*What the task requires*: Given the records below, transcribe each of them exactly.

Input records section start

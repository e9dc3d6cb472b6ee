//! authlink: key hashes, account addresses, ledger registration, the pairing
//! relay and a pairing demo from the command line.
//!
//! Endpoints come from the config file and the `AUTHLINK_*` environment
//! overrides; flags override both.

use std::net::SocketAddr;
use std::path::PathBuf;
use std::sync::Arc;

use anyhow::{bail, Context};
use clap::{Parser, Subcommand};

use authlink::account::{
    derive_address, derive_salt, predict_address, register_account, Address, SaltInput, Username,
};
use authlink::config::AuthConfig;
use authlink::credential::{
    CredentialProvider, ExternalWalletProvider, PasskeyProvider, SoftwareAuthenticator, SoftwareWallet,
};
use authlink::identity::{key_hash, Hash256, Key, KeyAlgo, KeyHash};
use authlink::ledger::{AccountType, HttpLedgerClient};
use authlink::pairing::{PairingRequester, PairingSigner};
use authlink::relay::{server, RelayClient, RelayHub, SimRelay, WsRelayClient};
use authlink::session::SessionKeyManager;

#[derive(Parser)]
#[command(name = "authlink")]
#[command(about = "Credential-backed accounts, session keys and cross-device pairing")]
struct Cli {
    /// JSON config file; defaults apply when absent
    #[arg(short, long, env = "AUTHLINK_CONFIG")]
    config: Option<PathBuf>,

    #[command(subcommand)]
    command: Command,
}

#[derive(Subcommand)]
enum Command {
    /// Compute the key hash of a credential identity
    KeyHash {
        /// secp256r1 | secp256k1 | ethereum
        #[arg(long)]
        algo: KeyAlgo,
        /// Credential id, compressed key or address, as hex
        identity: String,
    },
    /// Derive an account address
    Address {
        /// Factory address, 0x-prefixed
        #[arg(long)]
        deployer: Address,
        /// Account type code hash, hex
        #[arg(long)]
        code_hash: Hash256,
        /// `<algo>:<base64>` or `ethereum:0x<hex>`
        #[arg(long)]
        key: Key,
        /// Key hash, hex; derived from the key when omitted (not for passkeys)
        #[arg(long)]
        key_hash: Option<KeyHash>,
        #[arg(long, conflicts_with = "username")]
        seed: Option<u32>,
        #[arg(long)]
        username: Option<Username>,
    },
    /// Ask the configured ledger where an account would be deployed
    Predict {
        /// spot | margin | multi
        #[arg(long, default_value = "spot")]
        account_type: AccountType,
        /// `<algo>:<base64>` or `ethereum:0x<hex>`
        #[arg(long)]
        key: Key,
        /// Key hash, hex; derived from the key when omitted (not for passkeys)
        #[arg(long)]
        key_hash: Option<KeyHash>,
        #[arg(long, conflicts_with = "username")]
        seed: Option<u32>,
        #[arg(long)]
        username: Option<Username>,
    },
    /// Register a username on the configured ledger with a software wallet
    Register {
        username: Username,
        #[arg(long, default_value_t = 0)]
        seed: u32,
        /// secp256k1 secret, hex; a fresh wallet is generated when omitted
        #[arg(long, env = "AUTHLINK_WALLET_SECRET", hide_env_values = true)]
        wallet_secret: Option<String>,
    },
    /// Run the websocket pairing relay
    Relay {
        #[arg(long, default_value = "127.0.0.1:8787")]
        listen: SocketAddr,
    },
    /// Pair two software devices and create a session
    PairDemo {
        /// Relay to pair over; overrides the configured relay
        #[arg(long)]
        relay_url: Option<String>,
        /// Pair over an in-process relay instead of a websocket one
        #[arg(long, conflicts_with = "relay_url")]
        in_process: bool,
    },
}

#[tokio::main]
async fn main() -> anyhow::Result<()> {
    env_logger::Builder::from_env(env_logger::Env::default().default_filter_or("info")).init();

    let cli = Cli::parse();
    let mut config = match &cli.config {
        Some(path) => AuthConfig::load(path).with_context(|| format!("loading {}", path.display()))?,
        None => AuthConfig::default(),
    };
    config.apply_env();

    match cli.command {
        Command::KeyHash { algo, identity } => {
            let bytes = hex::decode(identity.trim_start_matches("0x")).context("identity must be hex")?;
            println!("{}", key_hash::hash(algo, &bytes)?);
        }
        Command::Address {
            deployer,
            code_hash,
            key,
            key_hash,
            seed,
            username,
        } => {
            let key_hash = resolve_key_hash(&key, key_hash)?;
            let input = salt_input(seed, username)?;
            let salt = derive_salt(&key, &key_hash, &input);
            println!("key_hash: {}", key_hash);
            println!("salt:     {}", hex::encode(salt.as_bytes()));
            println!("address:  {}", derive_address(&deployer, &code_hash, salt.as_bytes()));
        }
        Command::Predict {
            account_type,
            key,
            key_hash,
            seed,
            username,
        } => {
            let key_hash = resolve_key_hash(&key, key_hash)?;
            let input = salt_input(seed, username)?;
            let ledger = HttpLedgerClient::from_config(&config.ledger);
            let address = predict_address(&ledger, account_type, &key, &key_hash, &input).await?;
            println!("key_hash: {}", key_hash);
            println!("address:  {}", address);
        }
        Command::Register {
            username,
            seed,
            wallet_secret,
        } => {
            let wallet = match wallet_secret {
                Some(secret) => {
                    let bytes = hex::decode(secret.trim_start_matches("0x")).context("wallet secret must be hex")?;
                    SoftwareWallet::from_secret_bytes(&bytes)?
                }
                None => SoftwareWallet::random(),
            };
            let provider = ExternalWalletProvider::new(wallet);
            provider.create_credential(b"authlink-register", username.as_str()).await?;

            let ledger = HttpLedgerClient::from_config(&config.ledger);
            let registration =
                register_account(&ledger, &provider, username, seed, &config.ledger.chain_id).await?;
            println!("Registered {} on {}", registration.username, config.ledger.chain_id);
            println!("key_hash: {}", registration.key_hash);
            println!("address:  {}", registration.address);
        }
        Command::Relay { listen } => {
            let hub = RelayHub::new();
            let (bound, server) = server::spawn(hub, listen)?;
            println!("Relay listening on ws://{}", bound);
            tokio::signal::ctrl_c().await?;
            log::info!("Shutting down relay");
            server.abort();
        }
        Command::PairDemo { relay_url, in_process } => {
            if in_process {
                pair_demo(&SimRelay::new().client(), &config).await?;
            } else {
                if let Some(url) = relay_url {
                    config.pairing.relay_url = url;
                }
                log::info!("Pairing over {}", config.pairing.relay_url);
                pair_demo(&WsRelayClient::from_config(&config.pairing), &config).await?;
            }
        }
    }

    Ok(())
}

fn resolve_key_hash(key: &Key, key_hash: Option<KeyHash>) -> anyhow::Result<KeyHash> {
    match key_hash {
        Some(key_hash) => Ok(key_hash),
        None => Ok(KeyHash::of_key(key)?),
    }
}

fn salt_input(seed: Option<u32>, username: Option<Username>) -> anyhow::Result<SaltInput> {
    match (seed, username) {
        (Some(seed), _) => Ok(SaltInput::Seed(seed)),
        (None, Some(username)) => Ok(SaltInput::Username(username)),
        (None, None) => bail!("one of --seed or --username is required"),
    }
}

async fn pair_demo(relay: &dyn RelayClient, config: &AuthConfig) -> anyhow::Result<()> {
    // The signer device holds a passkey.
    let provider = Arc::new(PasskeyProvider::new(
        SoftwareAuthenticator::new("authlink.demo"),
        "authlink.demo",
    ));
    let credential = provider.create_credential(b"authlink-demo", "demo").await?;
    println!("Signer credential: {}", credential.key_hash()?);

    // The requester device shows a code...
    let requester = PairingRequester::open(relay, config.pairing.clone()).await?;
    println!("Pairing code: {}", requester.code());

    // ...which the signer scans.
    let signer = PairingSigner::join(relay, requester.code(), provider, config.pairing.clone()).await?;
    let signer_task = tokio::spawn(async move { signer.run().await });

    let manager = SessionKeyManager::in_memory(config.session.clone());
    let session = manager
        .create_session_with(&requester, config.session.default_ttl)
        .await?;
    let outcome = signer_task.await??;
    log::debug!("Signer finished: {:?}", outcome);

    println!("Session key:  {}", hex::encode(session.public_key()));
    println!("Authorized by {}", session.key_hash());
    println!("Expires at    {}", session.expire_at());
    Ok(())
}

Input records section end

*Exercise solution*:
repository e9dc3d6cb472b6ee
//! authlink: key hashes, account addresses, ledger registration, the pairing
//! relay and a pairing demo from the command line.
//!
//! Endpoints come from the config file and the `AUTHLINK_*` environment
//! overrides; flags override both.

use std::net::SocketAddr;
use std::path::PathBuf;
use std::sync::Arc;

use anyhow::{bail, Context};
use clap::{Parser, Subcommand};

use authlink::account::{
    derive_address, derive_salt, predict_address, register_account, Address, SaltInput, Username,
};
use authlink::config::AuthConfig;
use authlink::credential::{
    CredentialProvider, ExternalWalletProvider, PasskeyProvider, SoftwareAuthenticator, SoftwareWallet,
};
use authlink::identity::{key_hash, Hash256, Key, KeyAlgo, KeyHash};
use authlink::ledger::{AccountType, HttpLedgerClient};
use authlink::pairing::{PairingRequester, PairingSigner};
use authlink::relay::{server, RelayClient, RelayHub, SimRelay, WsRelayClient};
use authlink::session::SessionKeyManager;

#[derive(Parser)]
#[command(name = "authlink")]
#[command(about = "Credential-backed accounts, session keys and cross-device pairing")]
struct Cli {
    /// JSON config file; defaults apply when absent
    #[arg(short, long, env = "AUTHLINK_CONFIG")]
    config: Option<PathBuf>,

    #[command(subcommand)]
    command: Command,
}

#[derive(Subcommand)]
enum Command {
    /// Compute the key hash of a credential identity
    KeyHash {
        /// secp256r1 | secp256k1 | ethereum
        #[arg(long)]
        algo: KeyAlgo,
        /// Credential id, compressed key or address, as hex
        identity: String,
    },
    /// Derive an account address
    Address {
        /// Factory address, 0x-prefixed
        #[arg(long)]
        deployer: Address,
        /// Account type code hash, hex
        #[arg(long)]
        code_hash: Hash256,
        /// `<algo>:<base64>` or `ethereum:0x<hex>`
        #[arg(long)]
        key: Key,
        /// Key hash, hex; derived from the key when omitted (not for passkeys)
        #[arg(long)]
        key_hash: Option<KeyHash>,
        #[arg(long, conflicts_with = "username")]
        seed: Option<u32>,
        #[arg(long)]
        username: Option<Username>,
    },
    /// Ask the configured ledger where an account would be deployed
    Predict {
        /// spot | margin | multi
        #[arg(long, default_value = "spot")]
        account_type: AccountType,
        /// `<algo>:<base64>` or `ethereum:0x<hex>`
        #[arg(long)]
        key: Key,
        /// Key hash, hex; derived from the key when omitted (not for passkeys)
        #[arg(long)]
        key_hash: Option<KeyHash>,
        #[arg(long, conflicts_with = "username")]
        seed: Option<u32>,
        #[arg(long)]
        username: Option<Username>,
    },
    /// Register a username on the configured ledger with a software wallet
    Register {
        username: Username,
        #[arg(long, default_value_t = 0)]
        seed: u32,
        /// secp256k1 secret, hex; a fresh wallet is generated when omitted
        #[arg(long, env = "AUTHLINK_WALLET_SECRET", hide_env_values = true)]
        wallet_secret: Option<String>,
    },
    /// Run the websocket pairing relay
    Relay {
        #[arg(long, default_value = "127.0.0.1:8787")]
        listen: SocketAddr,
    },
    /// Pair two software devices and create a session
    PairDemo {
        /// Relay to pair over; overrides the configured relay
        #[arg(long)]
        relay_url: Option<String>,
        /// Pair over an in-process relay instead of a websocket one
        #[arg(long, conflicts_with = "relay_url")]
        in_process: bool,
    },
}

#[tokio::main]
async fn main() -> anyhow::Result<()> {
    env_logger::Builder::from_env(env_logger::Env::default().default_filter_or("info")).init();

    let cli = Cli::parse();
    let mut config = match &cli.config {
        Some(path) => AuthConfig::load(path).with_context(|| format!("loading {}", path.display()))?,
        None => AuthConfig::default(),
    };
    config.apply_env();

    match cli.command {
        Command::KeyHash { algo, identity } => {
            let bytes = hex::decode(identity.trim_start_matches("0x")).context("identity must be hex")?;
            println!("{}", key_hash::hash(algo, &bytes)?);
        }
        Command::Address {
            deployer,
            code_hash,
            key,
            key_hash,
            seed,
            username,
        } => {
            let key_hash = resolve_key_hash(&key, key_hash)?;
            let input = salt_input(seed, username)?;
            let salt = derive_salt(&key, &key_hash, &input);
            println!("key_hash: {}", key_hash);
            println!("salt:     {}", hex::encode(salt.as_bytes()));
            println!("address:  {}", derive_address(&deployer, &code_hash, salt.as_bytes()));
        }
        Command::Predict {
            account_type,
            key,
            key_hash,
            seed,
            username,
        } => {
            let key_hash = resolve_key_hash(&key, key_hash)?;
            let input = salt_input(seed, username)?;
            let ledger = HttpLedgerClient::from_config(&config.ledger);
            let address = predict_address(&ledger, account_type, &key, &key_hash, &input).await?;
            println!("key_hash: {}", key_hash);
            println!("address:  {}", address);
        }
        Command::Register {
            username,
            seed,
            wallet_secret,
        } => {
            let wallet = match wallet_secret {
                Some(secret) => {
                    let bytes = hex::decode(secret.trim_start_matches("0x")).context("wallet secret must be hex")?;
                    SoftwareWallet::from_secret_bytes(&bytes)?
                }
                None => SoftwareWallet::random(),
            };
            let provider = ExternalWalletProvider::new(wallet);
            provider.create_credential(b"authlink-register", username.as_str()).await?;

            let ledger = HttpLedgerClient::from_config(&config.ledger);
            let registration =
                register_account(&ledger, &provider, username, seed, &config.ledger.chain_id).await?;
            println!("Registered {} on {}", registration.username, config.ledger.chain_id);
            println!("key_hash: {}", registration.key_hash);
            println!("address:  {}", registration.address);
        }
        Command::Relay { listen } => {
            let hub = RelayHub::new();
            let (bound, server) = server::spawn(hub, listen)?;
            println!("Relay listening on ws://{}", bound);
            tokio::signal::ctrl_c().await?;
            log::info!("Shutting down relay");
            server.abort();
        }
        Command::PairDemo { relay_url, in_process } => {
            if in_process {
                pair_demo(&SimRelay::new().client(), &config).await?;
            } else {
                if let Some(url) = relay_url {
                    config.pairing.relay_url = url;
                }
                log::info!("Pairing over {}", config.pairing.relay_url);
                pair_demo(&WsRelayClient::from_config(&config.pairing), &config).await?;
            }
        }
    }

    Ok(())
}

fn resolve_key_hash(key: &Key, key_hash: Option<KeyHash>) -> anyhow::Result<KeyHash> {
    match key_hash {
        Some(key_hash) => Ok(key_hash),
        None => Ok(KeyHash::of_key(key)?),
    }
}

fn salt_input(seed: Option<u32>, username: Option<Username>) -> anyhow::Result<SaltInput> {
    match (seed, username) {
        (Some(seed), _) => Ok(SaltInput::Seed(seed)),
        (None, Some(username)) => Ok(SaltInput::Username(username)),
        (None, None) => bail!("one of --seed or --username is required"),
    }
}

async fn pair_demo(relay: &dyn RelayClient, config: &AuthConfig) -> anyhow::Result<()> {
    // The signer device holds a passkey.
    let provider = Arc::new(PasskeyProvider::new(
        SoftwareAuthenticator::new("authlink.demo"),
        "authlink.demo",
    ));
    let credential = provider.create_credential(b"authlink-demo", "demo").await?;
    println!("Signer credential: {}", credential.key_hash()?);

    // The requester device shows a code...
    let requester = PairingRequester::open(relay, config.pairing.clone()).await?;
    println!("Pairing code: {}", requester.code());

    // ...which the signer scans.
    let signer = PairingSigner::join(relay, requester.code(), provider, config.pairing.clone()).await?;
    let signer_task = tokio::spawn(async move { signer.run().await });

    let manager = SessionKeyManager::in_memory(config.session.clone());
    let session = manager
        .create_session_with(&requester, config.session.default_ttl)
        .await?;
    let outcome = signer_task.await??;
    log::debug!("Signer finished: {:?}", outcome);

    println!("Session key:  {}", hex::encode(session.public_key()));
    println!("Authorized by {}", session.key_hash());
    println!("Expires at    {}", session.expire_at());
    Ok(())
}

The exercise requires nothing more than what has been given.